Petits remèdes… propose à chaque jour de l’année une date de l’histoire d’où nous pouvons tirer notre force : par exemple, le 18 janvier 1943, dans des circonstances autrement plus tragiques que celles que nous connaissons pour l’heure, des femmes et des hommes ont trouvé le courage de s’opposer à leur cage mortelle, c’était dans le ghetto de Varsovie, et pourtant « des 450 000 habitants du ghetto, il n’en restait pourtant plus que 40 000 ». Chaque rappel historique de cet éphéméride est encadré de souvenirs personnels, où l’on perçoit combien la bonne musique d’un temps (ici, le blues et le rock) a pu participer de son énergie révolutionnaire, au-delà de toutes les récupérations commerciales. A l’instant où les confessions de l’auteur pourraient paraître par trop anodines, elles débouchent heureusement dans les cortèges de tête du printemps 2016 où l’on rencontrait des camarades de tous âges et de tous sexes. Ces notes fournissent au passage d’utiles rappels des meilleurs moments du mouvement (ce qui nous dispense d’aller chercher nos repères temporels dans la brochurette d’un négriste hamonien qui fut ici-même étrillé). Cette manière qu’a Brochier de mêler avec une érudition discrète le passé et le présent, l’ébullition d’hier et celle d’aujourd’hui n’est pas sans rappeler des oeuvres d’autres prosateurs dont on causera dans le prochain Lundi matin, car il sera bientôt temps de parler de ce qu’on pourra faire une fois sortis de nos cages. En attendant, notons que le travail narratif de Brochier est en phase avec une dimension essentielle à laquelle devra s’affronter le mouvement contre la destruction du Code du travail : la dimension temporelle. Si ce mouvement veut être autre chose qu’une marche funèbre, il ne lui suffira pas en effet, de libérer des espaces (rues ou places). La plus belle (la seule ?) invention des Nuits Debout aura été sans conteste celle du 32 mars. Comme les No-Tav ou la Zad qui « arrêtent le temps » des Grands Projets, il s’agit au fond, en reprenant à nouveaux frais la critique du travail, de s’opposer au monde de l’accélération capitaliste. Il s’agit de reprendre le temps.

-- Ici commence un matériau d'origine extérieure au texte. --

//! Typed clients for the independently-failing external systems the
//! control plane coordinates: the edge key-value routing store, the
//! serverless function platform, the DNS provider, edge-hostname
//! provisioning and artifact object storage.
//!
//! Each client is a trait with an HTTP implementation and an in-memory
//! double; the publish logic only ever sees the trait.

pub mod artifacts;
pub mod dns;
pub mod functions;
pub mod hostnames;
pub mod routing;

use std::sync::{Arc, Mutex};

/// Shared call recorder for the in-memory doubles.
///
/// Ordering-sensitive publish steps (DNS record before custom-domain
/// binding) are asserted against this log in tests.
#[derive(Debug, Clone, Default)]
pub struct CallLog {
    calls: Arc<Mutex<Vec<String>>>,
}

impl CallLog {
    pub fn new() -> Self {
        Self::default()
    }

    pub fn record(&self, call: impl Into<String>) {
        if let Ok(mut calls) = self.calls.lock() {
            calls.push(call.into());
        }
    }

    pub fn calls(&self) -> Vec<String> {
        self.calls.lock().map(|c| c.clone()).unwrap_or_default()
    }

    /// Index of the first call starting with `prefix`
    pub fn position_of(&self, prefix: &str) -> Option<usize> {
        self.calls().iter().position(|c| c.starts_with(prefix))
    }
}
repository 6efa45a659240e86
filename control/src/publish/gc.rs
//! Garbage collection of superseded deployment artifacts

use std::collections::HashSet;
use std::sync::Arc;

use tracing::{debug, info, warn};

use crate::edge::artifacts::ArtifactStore;
use crate::errors::ControlError;
use crate::models::deployment::DeploymentId;
use crate::models::project::Project;
use crate::models::status::DeploymentStatus;
use crate::models::Environment;
use crate::registry::{DeploymentFilter, Registry};

use super::artifact_prefix;

/// Reclaims artifact storage for success-terminal deployments that are
/// neither recent nor referenced by any pointer.
pub struct GarbageCollector {
    registry: Arc<dyn Registry>,
    artifacts: Arc<dyn ArtifactStore>,

    /// Deployments kept per project/environment beyond the protected set
    keep_count: usize,
}

impl GarbageCollector {
    pub fn new(
        registry: Arc<dyn Registry>,
        artifacts: Arc<dyn ArtifactStore>,
        keep_count: usize,
    ) -> Self {
        Self {
            registry,
            artifacts,
            keep_count,
        }
    }

    /// The set of deployment ids a collection pass must never purge:
    /// the project's pointer for the environment plus every custom
    /// domain's active deployment, regardless of recency.
    ///
    /// Pointers are read from the registry here, not from the caller's
    /// snapshot: a publish or rollback may have advanced them after the
    /// caller loaded its copy.
    async fn protected_set(
        &self,
        project: &Project,
        environment: Environment,
    ) -> Result<HashSet<DeploymentId>, ControlError> {
        let mut protected = HashSet::new();

        let current = self
            .registry
            .project(&project.id)
            .await?
            .ok_or_else(|| ControlError::NotFound(format!("project {}", project.id)))?;
        if let Some(pointer) = current.pointer(environment) {
            protected.insert(pointer.clone());
        }

        // Domain pointers are collected across environments; strictly
        // wider than required, never narrower.
        for domain in self.registry.domains_for_project(&project.id).await? {
            if let Some(id) = domain.active_deployment_id {
                protected.insert(id);
            }
        }

        Ok(protected)
    }

    /// Collect one project/environment pair. Per-item storage failures
    /// are logged and skipped; they never abort the batch and the item
    /// is not marked purged.
    pub async fn collect(
        &self,
        project: &Project,
        environment: Environment,
    ) -> Result<usize, ControlError> {
        let deployed = self
            .registry
            .list_deployments(
                &DeploymentFilter::new()
                    .with_project(project.id.clone())
                    .with_environment(environment)
                    .with_status(DeploymentStatus::Deployed),
            )
            .await?;

        if deployed.len() <= self.keep_count {
            return Ok(0);
        }

        let protected = self.protected_set(project, environment).await?;

        // list_deployments returns newest first; everything past the
        // keep window is a candidate.
        let mut purged = 0;
        for deployment in deployed.iter().skip(self.keep_count) {
            if protected.contains(&deployment.id) {
                debug!(
                    deployment_id = %deployment.id,
                    "skipping protected deployment"
                );
                continue;
            }

            let prefix = artifact_prefix(project, deployment);
            if let Err(e) = self.artifacts.delete_prefix(&prefix).await {
                warn!(
                    deployment_id = %deployment.id,
                    error = %e,
                    "artifact deletion failed, skipping"
                );
                continue;
            }

            self.registry
                .transition_deployment(&deployment.id, DeploymentStatus::Purged, None)
                .await?;
            purged += 1;
        }

        if purged > 0 {
            info!(
                project = %project.slug,
                environment = %environment,
                purged,
                "garbage collection purged deployments"
            );
        }
        Ok(purged)
    }

    /// Collect both environments of a project
    pub async fn collect_project(&self, project: &Project) -> Result<usize, ControlError> {
        let mut purged = 0;
        purged += self.collect(project, Environment::Production).await?;
        purged += self.collect(project, Environment::Staging).await?;
        Ok(purged)
    }

    /// Full sweep across every project; used by the periodic worker
    pub async fn sweep(&self) -> Result<usize, ControlError> {
        let mut purged = 0;
        for project in self.registry.list_projects().await? {
            match self.collect_project(&project).await {
                Ok(n) => purged += n,
                Err(e) => warn!(project = %project.slug, error = %e, "GC pass failed"),
            }
        }
        Ok(purged)
    }
}
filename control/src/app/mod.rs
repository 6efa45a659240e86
//! Application wiring and lifecycle

pub mod options;
pub mod run;
pub mod state;
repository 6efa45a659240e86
//! Publishing primitives shared by the finalizer, rollback engine,
//! garbage collector and domain provisioner

pub mod domains;
pub mod finalizer;
pub mod gc;
pub mod rollback;

pub use domains::DomainProvisioner;
pub use finalizer::Finalizer;
pub use gc::GarbageCollector;
pub use rollback::RollbackEngine;

use std::future::Future;
use std::sync::Mutex;

use chrono::Utc;
use tracing::warn;

use crate::edge::routing::RoutingRecord;
use crate::errors::ControlError;
use crate::models::deployment::Deployment;
use crate::models::project::{Project, ProjectType};
use crate::models::Environment;

/// Injected sink for deployment-scoped log lines.
///
/// Publish logic appends here instead of going to a global logger so it
/// stays unit-testable without a log backend; callers persist the buffer
/// onto the deployment record.
pub trait LogSink: Send + Sync {
    fn append(&self, line: &str);
}

/// Buffering sink; contents are flushed to the deployment record
#[derive(Debug, Default)]
pub struct BufferSink {
    lines: Mutex<Vec<String>>,
}

impl BufferSink {
    pub fn new() -> Self {
        Self::default()
    }

    pub fn contents(&self) -> String {
        let lines = self.lines.lock().map(|l| l.clone()).unwrap_or_default();
        if lines.is_empty() {
            String::new()
        } else {
            format!("{}\n", lines.join("\n"))
        }
    }
}

impl LogSink for BufferSink {
    fn append(&self, line: &str) {
        if let Ok(mut lines) = self.lines.lock() {
            lines.push(line.to_string());
        }
    }
}

/// Sink that drops everything; for callers with no deployment record
#[derive(Debug, Default)]
pub struct NullSink;

impl LogSink for NullSink {
    fn append(&self, _line: &str) {}
}

/// Per-deployment artifact path for static projects. Never the mutable
/// "latest" path: superseded versions stay independently addressable so
/// pinned domains and rollbacks keep working.
pub fn static_artifact_path(slug: &str, deployment: &Deployment) -> String {
    format!("sites/{}/{}", slug, deployment.id)
}

/// Storage prefix reclaimed when a deployment is purged
pub fn artifact_prefix(project: &Project, deployment: &Deployment) -> String {
    match project.project_type {
        ProjectType::Static => static_artifact_path(&project.slug, deployment),
        ProjectType::BackendPython | ProjectType::BackendNode => deployment
            .artifact_key
            .clone()
            .unwrap_or_else(|| format!("packages/{}/{}", project.slug, deployment.id)),
    }
}

/// Build the routing record for serving `deployment` of `project`.
///
/// `endpoint` is required for backend projects (the function invocation
/// URL); ignored for static ones.
pub fn routing_record(
    project: &Project,
    deployment: &Deployment,
    endpoint: Option<&str>,
) -> Result<RoutingRecord, ControlError> {
    let record = match project.project_type {
        ProjectType::Static => RoutingRecord::Static {
            artifact_path: static_artifact_path(&project.slug, deployment),
            is_spa: project.build.spa_fallback,
            deployment_id: deployment.id.clone(),
            revision: deployment.revision.commit_id.clone(),
            updated_at: Utc::now(),
            password_hash: if deployment.is_staging {
                project.staging_password_hash.clone()
            } else {
                None
            },
        },
        ProjectType::BackendPython | ProjectType::BackendNode => RoutingRecord::Backend {
            endpoint: endpoint
                .ok_or_else(|| {
                    ControlError::Internal(format!(
                        "no endpoint for backend deployment {}",
                        deployment.id
                    ))
                })?
                .to_string(),
            deployment_id: deployment.id.clone(),
            revision: deployment.revision.commit_id.clone(),
            updated_at: Utc::now(),
        },
    };
    Ok(record)
}

/// Default start command when the project does not declare one
pub fn default_start_command(project_type: ProjectType) -> &'static str {
    match project_type {
        ProjectType::BackendPython => "python app.py",
        ProjectType::BackendNode => "node server.js",
        ProjectType::Static => "",
    }
}

/// Run a best-effort publish step: failure is logged per item and never
/// aborts or fails the surrounding operation. Hard-ordered steps must not
/// go through this.
pub async fn best_effort<F>(log: &dyn LogSink, what: &str, fut: F)
where
    F: Future<Output = Result<(), ControlError>>,
{
    if let Err(e) = fut.await {
        warn!("best-effort step '{}' failed: {}", what, e);
        log.append(&format!("warning: {} failed: {}", what, e));
    }
}

/// Hostname a deployment is served from
pub fn platform_hostname(project: &Project, environment: Environment, apex: &str) -> String {
    environment.hostname(&project.slug, apex)
}

#[cfg(test)]
mod tests {
    use super::*;
    use crate::models::deployment::Revision;

    #[test]
    fn test_static_artifact_path_is_per_deployment() {
        let project = Project::new("blog", ProjectType::Static);
        let d1 = Deployment::new(project.id.clone(), Revision::default(), false);
        let d2 = Deployment::new(project.id.clone(), Revision::default(), false);
        assert_ne!(
            static_artifact_path(&project.slug, &d1),
            static_artifact_path(&project.slug, &d2)
        );
        assert!(static_artifact_path(&project.slug, &d1).starts_with("sites/blog/"));
    }

    #[test]
    fn test_staging_record_carries_password_hash() {
        let mut project = Project::new("blog", ProjectType::Static);
        project.staging_password_hash = Some("h4sh".to_string());

        let staging = Deployment::new(project.id.clone(), Revision::default(), true);
        match routing_record(&project, &staging, None).unwrap() {
            RoutingRecord::Static { password_hash, .. } => {
                assert_eq!(password_hash, Some("h4sh".to_string()));
            }
            _ => panic!("expected static record"),
        }

        let production = Deployment::new(project.id.clone(), Revision::default(), false);
        match routing_record(&project, &production, None).unwrap() {
            RoutingRecord::Static { password_hash, .. } => assert!(password_hash.is_none()),
            _ => panic!("expected static record"),
        }
    }

    #[test]
    fn test_backend_record_requires_endpoint() {
        let project = Project::new("api", ProjectType::BackendNode);
        let d = Deployment::new(project.id.clone(), Revision::default(), false);
        assert!(routing_record(&project, &d, None).is_err());
        assert!(routing_record(&project, &d, Some("https://x")).is_ok());
    }

    #[test]
    fn test_buffer_sink_accumulates() {
        let sink = BufferSink::new();
        sink.append("one");
        sink.append("two");
        assert_eq!(sink.contents(), "one\ntwo\n");
    }
}
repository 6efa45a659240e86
//! Custom domain models

use chrono::{DateTime, Utc};
use serde::{Deserialize, Serialize};

use crate::models::deployment::{DeploymentId, ProjectId};

/// Provisioning status of a custom domain
#[derive(Debug, Clone, Copy, PartialEq, Eq, Serialize, Deserialize)]
#[serde(rename_all = "snake_case")]
pub enum DomainStatus {
    /// Ownership not yet proven
    Unverified,

    /// Verified; edge hostname must be created through the provider
    /// console for platform-owned subdomains
    ManualStepRequired,

    /// Verified and configured but held offline by a missing regulatory
    /// filing; SSL issuance deferred, not failed
    PendingCompliance,

    /// Fully provisioned and routable
    Online,
}

/// An external hostname bound to a project
#[derive(Debug, Clone, Serialize, Deserialize)]
pub struct CustomDomain {
    /// Globally unique domain name
    pub domain: String,

    pub project_id: ProjectId,

    /// TXT record value proving ownership
    pub verification_token: String,

    pub status: DomainStatus,

    /// Deployment this domain currently serves. Independent of the
    /// project's own pointer so domains can pin older releases.
    #[serde(skip_serializing_if = "Option::is_none")]
    pub active_deployment_id: Option<DeploymentId>,

    /// Advance automatically when the project's production pointer does
    #[serde(default)]
    pub auto_update_enabled: bool,

    /// Whether the edge routing store reflects this record
    #[serde(default)]
    pub routing_synced: bool,

    #[serde(skip_serializing_if = "Option::is_none")]
    pub routing_synced_at: Option<DateTime<Utc>>,

    /// Handle of the edge-hostname resource, once provisioned
    #[serde(skip_serializing_if = "Option::is_none")]
    pub edge_hostname_id: Option<String>,

    /// Why the domain is not online, when it is not
    #[serde(skip_serializing_if = "Option::is_none")]
    pub offline_reason: Option<String>,

    pub created_at: DateTime<Utc>,
    pub updated_at: DateTime<Utc>,
}

impl CustomDomain {
    pub fn new(domain: impl Into<String>, project_id: ProjectId) -> Self {
        let now = Utc::now();
        Self {
            domain: domain.into(),
            project_id,
            verification_token: format!("caravel-verify-{}", uuid::Uuid::new_v4()),
            status: DomainStatus::Unverified,
            active_deployment_id: None,
            auto_update_enabled: true,
            routing_synced: false,
            routing_synced_at: None,
            edge_hostname_id: None,
            offline_reason: None,
            created_at: now,
            updated_at: now,
        }
    }

    pub fn is_verified(&self) -> bool {
        self.status != DomainStatus::Unverified
    }
}

#[cfg(test)]
mod tests {
    use super::*;

    #[test]
    fn test_new_domain_is_unverified() {
        let d = CustomDomain::new("www.example.com", ProjectId::generate());
        assert_eq!(d.status, DomainStatus::Unverified);
        assert!(d.verification_token.starts_with("caravel-verify-"));
        assert!(!d.is_verified());
    }
}
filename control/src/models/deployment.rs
//! Deployment models

use chrono::{DateTime, Utc};
use serde::{Deserialize, Serialize};

use crate::models::status::DeploymentStatus;
use crate::models::Environment;

/// Unique identifier for a deployment
#[derive(Debug, Clone, PartialEq, Eq, Hash, Serialize, Deserialize)]
#[serde(transparent)]
pub struct DeploymentId(String);

impl DeploymentId {
    pub fn new(id: impl Into<String>) -> Self {
        Self(id.into())
    }

    pub fn generate() -> Self {
        Self(uuid::Uuid::new_v4().to_string())
    }

    pub fn as_str(&self) -> &str {
        &self.0
    }
}

impl std::fmt::Display for DeploymentId {
    fn fmt(&self, f: &mut std::fmt::Formatter<'_>) -> std::fmt::Result {
        f.write_str(&self.0)
    }
}

impl AsRef<str> for DeploymentId {
    fn as_ref(&self) -> &str {
        &self.0
    }
}

/// Unique identifier for a project
#[derive(Debug, Clone, PartialEq, Eq, Hash, Serialize, Deserialize)]
#[serde(transparent)]
pub struct ProjectId(String);

impl ProjectId {
    pub fn new(id: impl Into<String>) -> Self {
        Self(id.into())
    }

    pub fn generate() -> Self {
        Self(uuid::Uuid::new_v4().to_string())
    }

    pub fn as_str(&self) -> &str {
        &self.0
    }
}

impl std::fmt::Display for ProjectId {
    fn fmt(&self, f: &mut std::fmt::Formatter<'_>) -> std::fmt::Result {
        f.write_str(&self.0)
    }
}

/// Source revision metadata captured at trigger time
#[derive(Debug, Clone, Default, Serialize, Deserialize)]
pub struct Revision {
    pub commit_id: String,
    pub message: String,
    pub author: String,
    pub branch: String,
}

/// One build + publish attempt for a project.
///
/// Deployments are never deleted; garbage collection only marks them
/// `purged` once their artifact storage is reclaimed. Cross-entity
/// references are ids resolved through the registry, never object graphs.
#[derive(Debug, Clone, Serialize, Deserialize)]
pub struct Deployment {
    /// Unique deployment ID
    pub id: DeploymentId,

    /// Owning project
    pub project_id: ProjectId,

    /// Source revision this deployment was built from
    pub revision: Revision,

    /// Current lifecycle status
    pub status: DeploymentStatus,

    /// Whether this deployment targets the staging environment
    pub is_staging: bool,

    /// Storage path (static) or function-package key (backend), set by the
    /// upload callback
    #[serde(skip_serializing_if = "Option::is_none")]
    pub artifact_key: Option<String>,

    /// Published endpoint/URL once live
    #[serde(skip_serializing_if = "Option::is_none")]
    pub endpoint: Option<String>,

    /// Accumulated build log text
    #[serde(default)]
    pub build_log: String,

    /// Error message for failed deployments
    #[serde(skip_serializing_if = "Option::is_none")]
    pub error_message: Option<String>,

    /// Build duration as reported by the build system
    #[serde(skip_serializing_if = "Option::is_none")]
    pub build_time_seconds: Option<f64>,

    pub created_at: DateTime<Utc>,
    pub updated_at: DateTime<Utc>,

    /// Set exactly when the deployment first reaches `deployed`
    #[serde(skip_serializing_if = "Option::is_none")]
    pub published_at: Option<DateTime<Utc>>,
}

impl Deployment {
    /// Create a new queued deployment
    pub fn new(project_id: ProjectId, revision: Revision, is_staging: bool) -> Self {
        let now = Utc::now();
        Self {
            id: DeploymentId::generate(),
            project_id,
            revision,
            status: DeploymentStatus::Queued,
            is_staging,
            artifact_key: None,
            endpoint: None,
            build_log: String::new(),
            error_message: None,
            build_time_seconds: None,
            created_at: now,
            updated_at: now,
            published_at: None,
        }
    }

    pub fn environment(&self) -> Environment {
        Environment::from_staging_flag(self.is_staging)
    }

    /// Append build log lines (additive, safe under callback redelivery)
    pub fn append_log(&mut self, text: &str) {
        if text.is_empty() {
            return;
        }
        self.build_log.push_str(text);
        if !text.ends_with('\n') {
            self.build_log.push('\n');
        }
    }
}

Zadistes et no-Tav ont créé des mouvements qui rejouent les enjeux du passé et donnent aux battus de toujours une seconde chance, qui construisent un autre rapport à l’histoire d’un lieu, à ses légendes, à ses traditions, qui réinventent le mythe tout en se nourrissant de la culture populaire mondiale dans son immédiateté électrisante. Dans ces non-lieux que sont devenus nos villes, la réappropriation du temps exige des créations, comme celle de Brochier, qui évoquent des histoires venues de tous les horizons et de toutes les époques. Elle exigera aussi bientôt, mais c’est déjà une autre histoire, que nous sachions poser nos propres échéances.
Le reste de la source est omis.